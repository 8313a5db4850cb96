use reqwest::{Client, StatusCode};
use serde::{Deserialize, Serialize};

use sr_domain::config::PermissionConfig;
use sr_domain::error::{Error, Result};
use sr_domain::trace::TraceEvent;

use crate::util::{expect_success, from_reqwest};

/// Per-user permission lookup.
#[async_trait::async_trait]
pub trait PermissionCheck: Send + Sync {
    /// Permission level of `user_id`.  A level `<= 0` means no access.
    async fn level(&self, user_id: &str, user_name: &str) -> Result<i64>;
}

/// Levels at or below zero may not use the relay.
pub fn is_allowed(level: i64) -> bool {
    level > 0
}

#[derive(Debug, Deserialize)]
struct UsersPage {
    #[serde(default)]
    users: Vec<UserRecord>,
}

#[derive(Debug, Serialize, Deserialize)]
struct UserRecord {
    #[serde(default)]
    user_id: String,
    #[serde(default)]
    name: String,
    permission_level: i64,
}

pub struct PermissionClient {
    http: Client,
    base_url: String,
    default_level: i64,
}

impl PermissionClient {
    pub fn new(cfg: &PermissionConfig) -> Result<Self> {
        let http = Client::builder()
            .timeout(cfg.timeout())
            .build()
            .map_err(from_reqwest)?;

        Ok(Self {
            http,
            base_url: cfg.base_url.trim_end_matches('/').to_owned(),
            default_level: cfg.default_level,
        })
    }

    /// Register an unknown user with the default level.
    async fn enroll(&self, user_id: &str, user_name: &str) -> Result<i64> {
        let record = UserRecord {
            user_id: user_id.to_owned(),
            name: user_name.to_owned(),
            permission_level: self.default_level,
        };
        let resp = self
            .http
            .post(format!("{}/users", self.base_url))
            .json(&record)
            .send()
            .await
            .map_err(from_reqwest)?;

        if resp.status() != StatusCode::CREATED {
            let status = resp.status().as_u16();
            let body = resp.text().await.unwrap_or_default();
            return Err(Error::Service(format!(
                "enrolling user failed: HTTP {status} - {body}"
            )));
        }

        tracing::info!(user_id, permission_level = self.default_level, "user enrolled with default permission");
        Ok(self.default_level)
    }
}

#[async_trait::async_trait]
impl PermissionCheck for PermissionClient {
    async fn level(&self, user_id: &str, user_name: &str) -> Result<i64> {
        let resp = self
            .http
            .get(format!("{}/users", self.base_url))
            .query(&[("user_id", user_id)])
            .send()
            .await
            .map_err(from_reqwest)?;
        let resp = expect_success(resp, Error::Service).await?;
        let page: UsersPage = resp.json().await.map_err(from_reqwest)?;

        let level = match page.users.first() {
            Some(user) => user.permission_level,
            None => self.enroll(user_id, user_name).await?,
        };

        TraceEvent::PermissionChecked {
            user_id: user_id.to_owned(),
            level,
        }
        .emit();

        Ok(level)
    }
}
pub mod api;
pub mod bootstrap;
pub mod cli;
pub mod runtime;
pub mod services;
pub mod state;
pub mod surface;
pub(crate) mod util;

**Activity**
If a line in the data above holds the word "StatusCode", count it, and give only the final number.

**Problem solution**
2